*Work task*
What lines of the material below include the string "RasaBot"? Copy all of them.

*Extracted data*
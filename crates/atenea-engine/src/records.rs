// SPDX-FileCopyrightText: 2026 Atenea Contributors
// SPDX-License-Identifier: MIT OR Apache-2.0

//! Compliance query history and post-attention surveys.

use atenea_core::AteneaError;
use atenea_core::models::{AuditMeta, QueryRecord, Survey};
use atenea_core::types::QueryType;
use tracing::info;

use crate::{ContactCenter, new_id, require_non_empty};

impl ContactCenter {
    /// Records an external lookup performed during an open attention.
    /// Records are never updated or deleted.
    pub async fn record_query(
        &self,
        attention_id: &str,
        query_type: QueryType,
        document_type: &str,
        document_value: &str,
        actor: &str,
    ) -> Result<QueryRecord, AteneaError> {
        require_non_empty("document_type", document_type)?;
        require_non_empty("document_value", document_value)?;
        require_non_empty("actor", actor)?;
        let attention = self.require_attention(attention_id).await?;
        if !attention.status.is_open() {
            return Err(AteneaError::invalid_transition(
                "attention",
                attention_id,
                "queries are recorded during an open attention",
            ));
        }

        let record = QueryRecord {
            id: new_id(),
            attention_id: attention_id.to_string(),
            query_type,
            document_type: document_type.to_string(),
            document_value: document_value.to_string(),
            audit: AuditMeta::created(actor, self.now()),
        };
        self.storage.insert_query_record(&record).await?;
        info!(attention_id, query_type = %query_type, actor, "query recorded");
        Ok(record)
    }

    pub async fn list_queries(&self, attention_id: &str) -> Result<Vec<QueryRecord>, AteneaError> {
        self.require_attention(attention_id).await?;
        self.storage.list_query_records(attention_id).await
    }

    /// Records the satisfaction survey of a closed attention.
    ///
    /// The rated agent defaults to the room's assignee.
    pub async fn create_survey(
        &self,
        attention_id: &str,
        rating: u8,
        comment: Option<String>,
        user_id: Option<String>,
        actor: &str,
    ) -> Result<Survey, AteneaError> {
        require_non_empty("actor", actor)?;
        if !(1..=5).contains(&rating) {
            return Err(AteneaError::Validation(format!(
                "rating must be between 1 and 5, got {rating}"
            )));
        }
        let attention = self.require_attention(attention_id).await?;
        if attention.status.is_open() {
            return Err(AteneaError::invalid_transition(
                "attention",
                attention_id,
                "surveys require a closed attention",
            ));
        }
        let room = self.require_room(&attention.room_id).await?;

        let survey = Survey {
            id: new_id(),
            attention_id: attention_id.to_string(),
            room_id: room.id,
            citizen_id: room.citizen_id,
            user_id: user_id.or(room.user_id),
            rating,
            comment: comment.filter(|c| !c.trim().is_empty()),
            audit: AuditMeta::created(actor, self.now()),
        };
        if !self.storage.insert_survey(&survey).await? {
            return Err(AteneaError::invalid_transition(
                "attention",
                attention_id,
                "attention already has a survey",
            ));
        }
        info!(attention_id, rating, "survey recorded");
        Ok(survey)
    }

    pub async fn get_survey(&self, attention_id: &str) -> Result<Survey, AteneaError> {
        self.storage
            .get_survey(attention_id)
            .await?
            .ok_or_else(|| AteneaError::not_found("survey", attention_id))
    }
}
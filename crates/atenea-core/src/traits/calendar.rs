// SPDX-FileCopyrightText: 2026 Atenea Contributors
// SPDX-License-Identifier: MIT OR Apache-2.0

//! Business hours and holiday collaborator.

use chrono::{DateTime, Utc};

/// Decides whether the organization is attending at a given instant.
pub trait BusinessCalendar: Send + Sync + 'static {
    fn is_open(&self, at: DateTime<Utc>) -> bool;
}

/// Calendar that is always open.
#[derive(Debug, Clone, Copy, Default)]
pub struct AlwaysOpen;

impl BusinessCalendar for AlwaysOpen {
    fn is_open(&self, _at: DateTime<Utc>) -> bool {
        true
    }
}
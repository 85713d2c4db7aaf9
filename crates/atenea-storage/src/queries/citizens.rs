// SPDX-FileCopyrightText: 2026 Atenea Contributors
// SPDX-License-Identifier: MIT OR Apache-2.0

//! Citizen identity operations.

use atenea_core::AteneaError;
use atenea_core::types::format_timestamp;
use chrono::{DateTime, Utc};
use rusqlite::{OptionalExtension, Row, params};

use crate::database::{Database, map_tr_err};
use crate::models::{AUDIT_COLUMNS, Citizen, NewCitizen, audit_from_row};
use crate::writer::ensure_actor;

fn select_sql(filter: &str) -> String {
    format!(
        "SELECT id, channel, external_user_id, document_type, document_number, name, full_name,
                phone, email, is_external, {AUDIT_COLUMNS}
         FROM citizens WHERE {filter}"
    )
}

fn citizen_from_row(row: &Row<'_>) -> rusqlite::Result<Citizen> {
    Ok(Citizen {
        id: row.get(0)?,
        channel: row.get(1)?,
        external_user_id: row.get(2)?,
        document_type: row.get(3)?,
        document_number: row.get(4)?,
        name: row.get(5)?,
        full_name: row.get(6)?,
        phone: row.get(7)?,
        email: row.get(8)?,
        is_external: row.get(9)?,
        audit: audit_from_row(row, 10)?,
    })
}

/// Return the citizen for (channel, external user id), inserting it when
/// absent. Contact fields already stored are never overwritten.
pub async fn find_or_create(db: &Database, citizen: NewCitizen) -> Result<Citizen, AteneaError> {
    db.connection()
        .call(move |conn| {
            let tx = conn.transaction()?;
            ensure_actor(&tx, &citizen.audit.created_by)?;
            tx.execute(
                "INSERT INTO citizens (id, channel, external_user_id, name, full_name, phone, email,
                                       is_external, created_by, created_at, updated_at)
                 VALUES (?1, ?2, ?3, ?4, ?5, ?6, ?7, 1, ?8, ?9, ?10)
                 ON CONFLICT(channel, external_user_id) DO UPDATE SET
                     name = COALESCE(citizens.name, excluded.name),
                     full_name = COALESCE(citizens.full_name, excluded.full_name),
                     phone = COALESCE(citizens.phone, excluded.phone),
                     email = COALESCE(citizens.email, excluded.email)",
                params![
                    citizen.id,
                    citizen.channel,
                    citizen.external_user_id,
                    citizen.name,
                    citizen.full_name,
                    citizen.phone,
                    citizen.email,
                    citizen.audit.created_by,
                    citizen.audit.created_at,
                    citizen.audit.updated_at,
                ],
            )?;
            let stored = tx.query_row(
                &select_sql("channel = ?1 AND external_user_id = ?2"),
                params![citizen.channel, citizen.external_user_id],
                citizen_from_row,
            )?;
            tx.commit()?;
            Ok(stored)
        })
        .await
        .map_err(map_tr_err)
}

/// Get a citizen by ID. Soft-deleted rows are not returned.
pub async fn get(db: &Database, id: &str) -> Result<Option<Citizen>, AteneaError> {
    let id = id.to_string();
    db.connection()
        .call(move |conn| {
            conn.query_row(
                &select_sql("id = ?1 AND deleted_at IS NULL"),
                params![id],
                citizen_from_row,
            )
            .optional()
        })
        .await
        .map_err(map_tr_err)
}

/// Find the citizen holding a verified document.
pub async fn find_by_document(
    db: &Database,
    document_type: &str,
    document_number: &str,
) -> Result<Option<Citizen>, AteneaError> {
    let document_type = document_type.to_string();
    let document_number = document_number.to_string();
    db.connection()
        .call(move |conn| {
            conn.query_row(
                &select_sql("document_type = ?1 AND document_number = ?2 AND deleted_at IS NULL"),
                params![document_type, document_number],
                citizen_from_row,
            )
            .optional()
        })
        .await
        .map_err(map_tr_err)
}

/// Set the document identity if none is set. Returns `false` otherwise.
pub async fn set_document(
    db: &Database,
    id: &str,
    document_type: &str,
    document_number: &str,
    actor: &str,
    at: DateTime<Utc>,
) -> Result<bool, AteneaError> {
    let id = id.to_string();
    let document_type = document_type.to_string();
    let document_number = document_number.to_string();
    let actor = actor.to_string();
    let at = format_timestamp(at);
    db.connection()
        .call(move |conn| {
            let tx = conn.transaction()?;
            ensure_actor(&tx, &actor)?;
            let changed = tx.execute(
                "UPDATE citizens
                 SET document_type = ?1, document_number = ?2, is_external = 0,
                     updated_by = ?3, updated_at = ?4
                 WHERE id = ?5 AND document_number IS NULL AND deleted_at IS NULL",
                params![document_type, document_number, actor, at, id],
            )?;
            tx.commit()?;
            Ok(changed == 1)
        })
        .await
        .map_err(map_tr_err)
}
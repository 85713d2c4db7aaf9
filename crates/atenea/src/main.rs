// SPDX-FileCopyrightText: 2026 Atenea Contributors
// SPDX-License-Identifier: MIT OR Apache-2.0

//! Atenea - omnichannel contact center core.
//!
//! This is the binary entry point for the Atenea service.

#[cfg(not(target_env = "msvc"))]
use tikv_jemallocator::Jemalloc;

#[cfg(not(target_env = "msvc"))]
#[global_allocator]
static GLOBAL: Jemalloc = Jemalloc;

mod check;
mod migrate;
mod serve;

use std::path::PathBuf;

use atenea_config::AteneaConfig;
use clap::{Parser, Subcommand};

/// Atenea - omnichannel contact center core.
#[derive(Parser, Debug)]
#[command(name = "atenea", version, about, long_about = None)]
struct Cli {
    /// Explicit config file (skips the default search path).
    #[arg(short, long, global = true)]
    config: Option<PathBuf>,

    #[command(subcommand)]
    command: Option<Commands>,
}

/// Available subcommands.
#[derive(Subcommand, Debug)]
enum Commands {
    /// Start the contact center HTTP gateway.
    Serve,
    /// Validate configuration and probe its dependencies.
    CheckConfig,
    /// Create or upgrade the database and sync catalogs.
    Migrate,
}

fn load_config(path: Option<&std::path::Path>) -> AteneaConfig {
    let loaded = match path {
        Some(path) => atenea_config::load_and_validate_path(path),
        None => atenea_config::load_and_validate(),
    };
    match loaded {
        Ok(config) => config,
        Err(errors) => {
            atenea_config::render_errors(&errors);
            std::process::exit(1);
        }
    }
}

#[tokio::main]
async fn main() {
    let cli = Cli::parse();
    let config = load_config(cli.config.as_deref());

    let result = match cli.command {
        Some(Commands::Serve) => serve::run_serve(config).await,
        Some(Commands::CheckConfig) => check::run_check(&config).await,
        Some(Commands::Migrate) => migrate::run_migrate(&config).await,
        None => {
            println!("atenea: use --help for available commands");
            Ok(())
        }
    };

    if let Err(e) = result {
        eprintln!("error: {e}");
        std::process::exit(1);
    }
}

#[cfg(test)]
mod tests {
    use super::*;

    #[test]
    #[cfg(not(target_env = "msvc"))]
    fn jemalloc_is_active() {
        // Only jemalloc supports advancing the epoch.
        use tikv_jemalloc_ctl::{epoch, stats};
        epoch::advance().unwrap();
        let allocated = stats::allocated::read().unwrap();
        assert!(allocated > 0, "jemalloc should report non-zero allocation");
    }

    #[test]
    fn cli_parses_subcommands() {
        let cli = Cli::try_parse_from(["atenea", "check-config"]).unwrap();
        assert!(matches!(cli.command, Some(Commands::CheckConfig)));

        let cli = Cli::try_parse_from(["atenea", "serve", "--config", "/etc/atenea/prod.toml"])
            .unwrap();
        assert!(matches!(cli.command, Some(Commands::Serve)));
        assert_eq!(cli.config, Some(PathBuf::from("/etc/atenea/prod.toml")));

        assert!(Cli::try_parse_from(["atenea", "shell"]).is_err());
    }

    #[test]
    fn default_config_is_valid() {
        let config = atenea_config::load_and_validate_str("").unwrap();
        assert_eq!(config.service.name, "atenea");
    }
}
// SPDX-FileCopyrightText: 2026 Atenea Contributors
// SPDX-License-Identifier: MIT OR Apache-2.0

//! Rasa bot adapter for the Atenea contact center.
//!
//! This crate implements [`BotAdapter`] over the Rasa REST input channel.
//! Escalation and fallback are read from the `custom` payload of the
//! assistant's response.

pub mod client;
pub mod types;

use std::time::Duration;

use async_trait::async_trait;
use atenea_config::model::BotConfig;
use atenea_core::error::AteneaError;
use atenea_core::traits::{BotAdapter, PluginAdapter};
use atenea_core::types::{AdapterType, BotReply, BotTurn, HealthStatus};
use tracing::{debug, info};

use crate::client::RasaClient;
use crate::types::{WebhookRequest, into_bot_reply};

/// Rasa-backed bot implementing [`BotAdapter`].
pub struct RasaBot {
    client: RasaClient,
}

impl RasaBot {
    /// Creates a bot adapter from the given configuration.
    pub fn new(config: &BotConfig) -> Result<Self, AteneaError> {
        let client = RasaClient::new(&config.rasa_url, Duration::from_secs(config.timeout_secs))?;
        info!(url = %client.base_url(), "Rasa bot adapter initialized");
        Ok(Self { client })
    }

    /// Creates a bot with an existing client.
    pub fn with_client(client: RasaClient) -> Self {
        Self { client }
    }
}

#[async_trait]
impl PluginAdapter for RasaBot {
    fn name(&self) -> &str {
        "rasa"
    }

    fn version(&self) -> semver::Version {
        semver::Version::new(0, 1, 0)
    }

    fn adapter_type(&self) -> AdapterType {
        AdapterType::Bot
    }

    async fn health_check(&self) -> Result<HealthStatus, AteneaError> {
        match self.client.ping().await {
            Ok(()) => Ok(HealthStatus::Healthy),
            Err(e) => Ok(HealthStatus::Degraded(e.to_string())),
        }
    }

    async fn shutdown(&self) -> Result<(), AteneaError> {
        debug!("Rasa bot adapter shutting down");
        Ok(())
    }
}

#[async_trait]
impl BotAdapter for RasaBot {
    async fn respond(&self, turn: BotTurn) -> Result<BotReply, AteneaError> {
        let request = WebhookRequest {
            sender: turn.sender_key,
            message: turn.text,
        };
        let messages = self.client.send_turn(&request).await?;
        let reply = into_bot_reply(messages);
        debug!(
            room_id = %turn.room_id,
            channel = %turn.channel,
            messages = reply.messages.len(),
            escalate = reply.escalate,
            understood = reply.understood,
            "bot replied"
        );
        Ok(reply)
    }
}
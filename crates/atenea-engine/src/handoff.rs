// SPDX-FileCopyrightText: 2026 Atenea Contributors
// SPDX-License-Identifier: MIT OR Apache-2.0

//! Bot/agent handoff.
//!
//! `bot_replies` decides who answers inbound traffic. Agents claim and
//! release rooms explicitly; the bot can only escalate, and escalation
//! never picks an agent. Every flip records a [`HandoffEvent`].

use atenea_core::AteneaError;
use atenea_core::models::{HandoffEvent, Room, SYSTEM_ACTOR};
use atenea_core::types::{Handler, HandoffTrigger, RoomStatus, format_timestamp};
use tracing::{debug, info};

use crate::automatic::AGENT_ASSIGNED;
use crate::{ContactCenter, new_id, require_non_empty};

/// Channel category whose rooms require an available telephony agent.
pub const VOICE_CATEGORY: &str = "voice";

impl ContactCenter {
    /// Hands the room to `user_id`.
    ///
    /// An agent-served room is returned unchanged, except that an
    /// unassigned one gets `user_id` as assignee. A claim on a telephony
    /// room requires the agent's presence to be in an available state.
    pub async fn handoff_to_agent(&self, room_id: &str, user_id: &str) -> Result<Room, AteneaError> {
        require_non_empty("user_id", user_id)?;
        let (_guard, room) = self.lock_room(room_id).await?;
        if !room.status.is_active() {
            return Err(AteneaError::invalid_transition(
                "room",
                room_id,
                "cannot hand off a completed room",
            ));
        }
        self.ensure_agent_available(&room, user_id).await?;

        if !room.bot_replies {
            if room.user_id.is_some() {
                debug!(room_id, user_id, "room already served by an agent");
                return Ok(room);
            }
            return match self
                .storage
                .assign_room_user(room_id, user_id, self.now())
                .await?
            {
                Some(room) => {
                    info!(room_id, user_id, "agent assigned to escalated room");
                    self.fire_automatic(&room, None, AGENT_ASSIGNED).await;
                    Ok(room)
                }
                None => self.require_room(room_id).await,
            };
        }

        let event = HandoffEvent {
            id: new_id(),
            room_id: room.id.clone(),
            from_handler: Handler::Bot,
            to_handler: Handler::Agent,
            trigger: HandoffTrigger::AgentClaim,
            user_id: Some(user_id.to_string()),
            created_at: format_timestamp(self.now()),
        };
        let mut room = self
            .storage
            .apply_handoff(&event, Some(user_id), user_id)
            .await?
            .ok_or_else(|| {
                AteneaError::invalid_transition("room", room_id, "room changed concurrently")
            })?;
        info!(room_id, user_id, "room handed off to agent");

        if self.settings.priority_on_claim && room.status == RoomStatus::Pending {
            room = self.mark_priority_locked(&room, user_id).await?;
        }
        self.fire_automatic(&room, None, AGENT_ASSIGNED).await;
        Ok(room)
    }

    /// Returns the room to the bot. Only agents do this.
    pub async fn handoff_to_bot(&self, room_id: &str, actor: &str) -> Result<Room, AteneaError> {
        require_non_empty("actor", actor)?;
        let (_guard, room) = self.lock_room(room_id).await?;
        if !room.status.is_active() {
            return Err(AteneaError::invalid_transition(
                "room",
                room_id,
                "cannot hand off a completed room",
            ));
        }
        if room.bot_replies {
            debug!(room_id, "room already served by the bot");
            return Ok(room);
        }

        let event = HandoffEvent {
            id: new_id(),
            room_id: room.id.clone(),
            from_handler: Handler::Agent,
            to_handler: Handler::Bot,
            trigger: HandoffTrigger::AgentRelease,
            user_id: Some(actor.to_string()),
            created_at: format_timestamp(self.now()),
        };
        let room = self
            .storage
            .apply_handoff(&event, None, actor)
            .await?
            .ok_or_else(|| {
                AteneaError::invalid_transition("room", room_id, "room changed concurrently")
            })?;
        info!(room_id, actor, "room handed back to bot");
        Ok(room)
    }

    /// Moves a bot-served room to the agent queue without assigning anyone.
    pub(crate) async fn escalate_locked(
        &self,
        room: &Room,
        trigger: HandoffTrigger,
    ) -> Result<Room, AteneaError> {
        if !room.bot_replies {
            return Ok(room.clone());
        }
        let event = HandoffEvent {
            id: new_id(),
            room_id: room.id.clone(),
            from_handler: Handler::Bot,
            to_handler: Handler::Agent,
            trigger,
            user_id: None,
            created_at: format_timestamp(self.now()),
        };
        let escalated = self
            .storage
            .apply_handoff(&event, None, SYSTEM_ACTOR)
            .await?
            .ok_or_else(|| {
                AteneaError::invalid_transition("room", &room.id, "room changed concurrently")
            })?;
        info!(room_id = %room.id, trigger = %trigger, "room escalated to agents");
        Ok(escalated)
    }

    /// Handoff analytics for a room, oldest first.
    pub async fn handoff_history(&self, room_id: &str) -> Result<Vec<HandoffEvent>, AteneaError> {
        self.require_room(room_id).await?;
        self.storage.list_handoff_events(room_id).await
    }

    async fn ensure_agent_available(&self, room: &Room, user_id: &str) -> Result<(), AteneaError> {
        let Some(channel) = self.storage.get_channel(&room.channel).await? else {
            return Ok(());
        };
        if channel.category != VOICE_CATEGORY {
            return Ok(());
        }
        let Some(agent) = self.storage.find_vicidial_user_by_actor(user_id).await? else {
            return Ok(());
        };
        if self.state_category(&agent.channel_state_id).await?.as_deref()
            != Some(self.settings.available_category.as_str())
        {
            return Err(AteneaError::invalid_transition(
                "room",
                &room.id,
                format!("agent {user_id} is not available for telephony"),
            ));
        }
        Ok(())
    }
}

*Response box*
pub struct RasaBot {
impl RasaBot {
impl PluginAdapter for RasaBot {
impl BotAdapter for RasaBot {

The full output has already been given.